Aiding matters, of course, is the action itself. Solo gunfights don't sound that action packed -- too men facing each other and then they shoot, over and over -- but the film makes it work. In part that's because it plays up the tension of the gunfights, the moments when both shooters are waiting, and then when the clock strikes and the guns are drawn. Each set piece keeps you engaged, waiting to see how everything is going to play out. Rarely does the movie set its cards down early, showing you who will win in a fight, so you're almost never sure who really will be the better gunfighter from one scene to the next.
That's as much a credit to writer Simon Moore and director Sam Raimi as it is to the cast. All the actors are in character, really helping you invest in the story, the action, and everything going on in the film. Of course, with a cast this stacked, from Stone to Crowe, Hackman and DiCaprio, plus a bevvy of characters actors to boot, it's hard to find a bad actor in this whole thing. Naturally you can't keep Crowe away from a period piece (he has to drive by the studio every day, asking, "is there a period piece going on?") but I think the real credit goes to Stone here. She was known as a femme fatale in the 1990s but, despite the Lady being against type for her, she works so well in the part. She makes the movie.
Through it all, though, is Raimi's directorial touch. He has a way of setup up scenes, that style of shot-and-sound effect, of canted angles to draw you in, of weird affectations that are both really fake and yet so charming you don't care. Raimi came to the Western genre and instead of just phoning in a Western he made the movie his own. This is the movie, really, that shows the kind of depth he could bring, the eye he had for every film he could make.

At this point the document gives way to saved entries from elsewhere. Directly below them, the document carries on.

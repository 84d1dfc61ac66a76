//! Currency name resolution
//!
//! The upstream fixing page mixes Albanian currency names and ISO codes
//! inconsistently across rows, so resolution is table-driven: an exact match
//! against the localized-name registry, then a case-insensitive substring
//! match in either direction, then a 3-letter-uppercase passthrough. Labels
//! that survive none of those are returned unresolved and the caller decides
//! whether to drop the row.

/// Albanian label → ISO 4217 code, as published by the source institution.
///
/// Order matters for the substring pass: short labels ("Ari") sit below the
/// longer ones they could shadow.
const LOCALIZED_NAMES: &[(&str, &str)] = &[
    ("Dollar Amerikan", "USD"),
    ("Dollari Amerikan", "USD"),
    ("Euro", "EUR"),
    ("Poundi Britanik", "GBP"),
    ("Paundi Britanik", "GBP"),
    ("Franga Zvicerane", "CHF"),
    ("Jeni Japonez", "JPY"),
    ("Dollari Australiane", "AUD"),
    ("Dollari Kanadez", "CAD"),
    ("Korona Suedeze", "SEK"),
    ("Korona Norvegjeze", "NOK"),
    ("Korona Daneze", "DKK"),
    ("Lira Turke", "TRY"),
    ("Juani Kinez", "CNY"),
    ("Leva Bullgare", "BGN"),
    ("Forinta Hungareze", "HUF"),
    ("Rubla Ruse", "RUB"),
    ("Kuna Kroate", "HRK"),
    ("Korona Çeke", "CZK"),
    ("Dinari Maqedonas", "MKD"),
    ("Të drejtat speciale të tërheqjes", "SDR"),
    ("SDR", "SDR"),
    ("Argjendi", "XAG"),
    ("Argjend", "XAG"),
    ("Ari", "XAU"),
];

/// ISO code → canonical English name.
const CANONICAL_NAMES: &[(&str, &str)] = &[
    ("USD", "US Dollar"),
    ("EUR", "Euro"),
    ("GBP", "British Pound"),
    ("CHF", "Swiss Franc"),
    ("JPY", "Japanese Yen"),
    ("AUD", "Australian Dollar"),
    ("CAD", "Canadian Dollar"),
    ("SEK", "Swedish Krona"),
    ("NOK", "Norwegian Krone"),
    ("DKK", "Danish Krone"),
    ("TRY", "Turkish Lira"),
    ("CNY", "Chinese Yuan"),
    ("CNH", "Chinese Yuan (Offshore)"),
    ("BGN", "Bulgarian Lev"),
    ("HUF", "Hungarian Forint"),
    ("RUB", "Russian Ruble"),
    ("HRK", "Croatian Kuna"),
    ("CZK", "Czech Koruna"),
    ("MKD", "Macedonian Denar"),
    ("SDR", "Special Drawing Rights"),
    ("XAU", "Gold (Ounce)"),
    ("XAG", "Silver (Ounce)"),
];

/// Currencies the source quotes per 100 units.
const PER_HUNDRED_CURRENCIES: &[&str] = &["JPY", "HUF", "RUB"];

/// Outcome of resolving one currency label.
#[derive(Debug, Clone, PartialEq, Eq)]
pub struct Resolution {
    /// ISO 4217 code, or the raw label when unresolved
    pub code: String,
    /// Canonical English name; falls back to the code for unknown currencies
    pub canonical_name: String,
    /// Units of foreign currency the rate is quoted per (1 or 100)
    pub unit_multiplier: i32,
    /// Whether the label matched the registry or passed through as a code
    pub resolved: bool,
}

/// Resolve a currency label from the fixing page into an ISO code.
pub fn resolve(label: &str) -> Resolution {
    let trimmed = label.trim();

    if let Some(code) = lookup_code(trimmed) {
        return resolution_for(code, true);
    }

    // A bare ISO code in the label column passes through as-is.
    if trimmed.len() == 3 && trimmed.chars().all(|c| c.is_ascii_uppercase()) {
        return resolution_for(trimmed, true);
    }

    Resolution {
        code: trimmed.to_string(),
        canonical_name: trimmed.to_string(),
        unit_multiplier: 1,
        resolved: false,
    }
}

/// Look up the unit multiplier for an ISO code.
pub fn unit_multiplier(code: &str) -> i32 {
    if PER_HUNDRED_CURRENCIES.contains(&code) {
        100
    } else {
        1
    }
}

/// Canonical English name for an ISO code; the code itself when unknown.
pub fn canonical_name(code: &str) -> String {
    CANONICAL_NAMES
        .iter()
        .find(|(c, _)| *c == code)
        .map(|(_, name)| (*name).to_string())
        .unwrap_or_else(|| code.to_string())
}

fn resolution_for(code: &str, resolved: bool) -> Resolution {
    Resolution {
        code: code.to_string(),
        canonical_name: canonical_name(code),
        unit_multiplier: unit_multiplier(code),
        resolved,
    }
}

fn lookup_code(label: &str) -> Option<&'static str> {
    // Exact match first.
    if let Some((_, code)) = LOCALIZED_NAMES.iter().find(|(name, _)| *name == label) {
        return Some(code);
    }

    // Then a case-insensitive substring match in either direction.
    let label_lower = label.to_lowercase();
    if label_lower.is_empty() {
        return None;
    }
    LOCALIZED_NAMES
        .iter()
        .find(|(name, _)| {
            let name_lower = name.to_lowercase();
            name_lower.contains(&label_lower) || label_lower.contains(&name_lower)
        })
        .map(|(_, code)| *code)
}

He might have been comfortable in genre work, playing in gooey body-horror, but he kills it with the Western genre this time around.
The movie wasn't a huge success when it came out, making a lackluster $47 Mil against a $35 Mil budget, but it's gained a solid reputation in the years since. Thought to be too strange and too weird back in the mid-1990s, many have realized that it'd oddball touches, the weirdness that Raimi brings to all his films, actually works as its greatest strength. It's a Western quite unlike any other you'll watch, but engaging from start to finish. The Quick and the Dead is a fast and lively action movie that showcases its stars and directors in ways you might not expect, but in doing so it creates a film you won't likely forget.